Each line must appear in the answer exactly as it does in the data.
::: INPUT MATERIAL :::
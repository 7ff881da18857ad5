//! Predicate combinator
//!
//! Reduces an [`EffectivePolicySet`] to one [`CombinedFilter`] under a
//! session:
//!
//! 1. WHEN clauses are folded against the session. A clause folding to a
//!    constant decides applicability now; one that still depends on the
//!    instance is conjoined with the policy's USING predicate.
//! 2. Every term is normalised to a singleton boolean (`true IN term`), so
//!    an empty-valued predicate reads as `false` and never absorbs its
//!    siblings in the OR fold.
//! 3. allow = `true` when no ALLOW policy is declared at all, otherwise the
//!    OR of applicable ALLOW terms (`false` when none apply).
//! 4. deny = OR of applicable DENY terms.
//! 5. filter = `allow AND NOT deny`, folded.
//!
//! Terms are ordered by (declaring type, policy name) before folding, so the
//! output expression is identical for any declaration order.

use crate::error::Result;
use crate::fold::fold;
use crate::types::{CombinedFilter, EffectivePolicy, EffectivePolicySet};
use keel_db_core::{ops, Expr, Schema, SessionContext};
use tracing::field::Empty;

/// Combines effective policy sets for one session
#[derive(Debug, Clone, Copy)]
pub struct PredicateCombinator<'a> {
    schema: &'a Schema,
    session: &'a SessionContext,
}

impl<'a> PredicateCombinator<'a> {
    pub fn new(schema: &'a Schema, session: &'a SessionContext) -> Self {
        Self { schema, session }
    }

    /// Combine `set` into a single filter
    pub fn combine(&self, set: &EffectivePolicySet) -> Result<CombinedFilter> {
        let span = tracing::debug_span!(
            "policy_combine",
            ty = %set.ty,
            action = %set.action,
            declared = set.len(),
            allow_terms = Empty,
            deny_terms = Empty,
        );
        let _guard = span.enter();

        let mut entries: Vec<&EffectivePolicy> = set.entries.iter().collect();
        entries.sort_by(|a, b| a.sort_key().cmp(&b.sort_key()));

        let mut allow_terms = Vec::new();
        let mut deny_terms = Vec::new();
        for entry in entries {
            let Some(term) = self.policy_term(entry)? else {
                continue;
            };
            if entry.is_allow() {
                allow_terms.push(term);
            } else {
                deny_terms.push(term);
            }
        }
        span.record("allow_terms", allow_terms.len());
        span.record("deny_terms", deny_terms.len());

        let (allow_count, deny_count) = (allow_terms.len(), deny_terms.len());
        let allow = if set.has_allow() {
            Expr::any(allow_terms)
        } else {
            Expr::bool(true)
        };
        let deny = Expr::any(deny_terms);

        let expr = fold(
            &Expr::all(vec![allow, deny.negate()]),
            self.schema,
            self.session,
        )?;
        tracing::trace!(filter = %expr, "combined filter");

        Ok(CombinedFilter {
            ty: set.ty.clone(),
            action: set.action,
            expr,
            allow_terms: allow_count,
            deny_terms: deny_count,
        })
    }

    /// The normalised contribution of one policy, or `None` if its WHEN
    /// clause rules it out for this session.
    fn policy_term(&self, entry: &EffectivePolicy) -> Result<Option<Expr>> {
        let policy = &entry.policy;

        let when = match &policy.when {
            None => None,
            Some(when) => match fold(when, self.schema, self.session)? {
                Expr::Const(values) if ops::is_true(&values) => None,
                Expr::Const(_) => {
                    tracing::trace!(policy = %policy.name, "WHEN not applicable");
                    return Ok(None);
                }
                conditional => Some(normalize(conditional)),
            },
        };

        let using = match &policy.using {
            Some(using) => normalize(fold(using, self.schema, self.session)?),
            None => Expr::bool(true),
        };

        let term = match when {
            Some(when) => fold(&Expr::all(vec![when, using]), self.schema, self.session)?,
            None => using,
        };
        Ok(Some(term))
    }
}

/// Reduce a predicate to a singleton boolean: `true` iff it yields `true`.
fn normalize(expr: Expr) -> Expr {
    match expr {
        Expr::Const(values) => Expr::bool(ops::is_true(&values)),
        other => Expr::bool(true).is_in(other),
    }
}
:::
> [TASK RESULT]:
repository 7ff881da18857ad5
//! Predicate combinator
//!
//! Reduces an [`EffectivePolicySet`] to one [`CombinedFilter`] under a
//! session:
//!
//! 1. WHEN clauses are folded against the session. A clause folding to a
//!    constant decides applicability now; one that still depends on the
//!    instance is conjoined with the policy's USING predicate.
//! 2. Every term is normalised to a singleton boolean (`true IN term`), so
//!    an empty-valued predicate reads as `false` and never absorbs its
//!    siblings in the OR fold.
//! 3. allow = `true` when no ALLOW policy is declared at all, otherwise the
//!    OR of applicable ALLOW terms (`false` when none apply).
//! 4. deny = OR of applicable DENY terms.
//! 5. filter = `allow AND NOT deny`, folded.
//!
//! Terms are ordered by (declaring type, policy name) before folding, so the
//! output expression is identical for any declaration order.

use crate::error::Result;
use crate::fold::fold;
use crate::types::{CombinedFilter, EffectivePolicy, EffectivePolicySet};
use keel_db_core::{ops, Expr, Schema, SessionContext};
use tracing::field::Empty;

/// Combines effective policy sets for one session
#[derive(Debug, Clone, Copy)]
pub struct PredicateCombinator<'a> {
    schema: &'a Schema,
    session: &'a SessionContext,
}

impl<'a> PredicateCombinator<'a> {
    pub fn new(schema: &'a Schema, session: &'a SessionContext) -> Self {
        Self { schema, session }
    }

    /// Combine `set` into a single filter
    pub fn combine(&self, set: &EffectivePolicySet) -> Result<CombinedFilter> {
        let span = tracing::debug_span!(
            "policy_combine",
            ty = %set.ty,
            action = %set.action,
            declared = set.len(),
            allow_terms = Empty,
            deny_terms = Empty,
        );
        let _guard = span.enter();

        let mut entries: Vec<&EffectivePolicy> = set.entries.iter().collect();
        entries.sort_by(|a, b| a.sort_key().cmp(&b.sort_key()));

        let mut allow_terms = Vec::new();
        let mut deny_terms = Vec::new();
        for entry in entries {
            let Some(term) = self.policy_term(entry)? else {
                continue;
            };
            if entry.is_allow() {
                allow_terms.push(term);
            } else {
                deny_terms.push(term);
            }
        }
        span.record("allow_terms", allow_terms.len());
        span.record("deny_terms", deny_terms.len());

        let (allow_count, deny_count) = (allow_terms.len(), deny_terms.len());
        let allow = if set.has_allow() {
            Expr::any(allow_terms)
        } else {
            Expr::bool(true)
        };
        let deny = Expr::any(deny_terms);

        let expr = fold(
            &Expr::all(vec![allow, deny.negate()]),
            self.schema,
            self.session,
        )?;
        tracing::trace!(filter = %expr, "combined filter");

        Ok(CombinedFilter {
            ty: set.ty.clone(),
            action: set.action,
            expr,
            allow_terms: allow_count,
            deny_terms: deny_count,
        })
    }

    /// The normalised contribution of one policy, or `None` if its WHEN
    /// clause rules it out for this session.
    fn policy_term(&self, entry: &EffectivePolicy) -> Result<Option<Expr>> {
        let policy = &entry.policy;

        let when = match &policy.when {
            None => None,
            Some(when) => match fold(when, self.schema, self.session)? {
                Expr::Const(values) if ops::is_true(&values) => None,
                Expr::Const(_) => {
                    tracing::trace!(policy = %policy.name, "WHEN not applicable");
                    return Ok(None);
                }
                conditional => Some(normalize(conditional)),
            },
        };

        let using = match &policy.using {
            Some(using) => normalize(fold(using, self.schema, self.session)?),
            None => Expr::bool(true),
        };

        let term = match when {
            Some(when) => fold(&Expr::all(vec![when, using]), self.schema, self.session)?,
            None => using,
        };
        Ok(Some(term))
    }
}

/// Reduce a predicate to a singleton boolean: `true` iff it yields `true`.
fn normalize(expr: Expr) -> Expr {
    match expr {
        Expr::Const(values) => Expr::bool(ops::is_true(&values)),
        other => Expr::bool(true).is_in(other),
    }
}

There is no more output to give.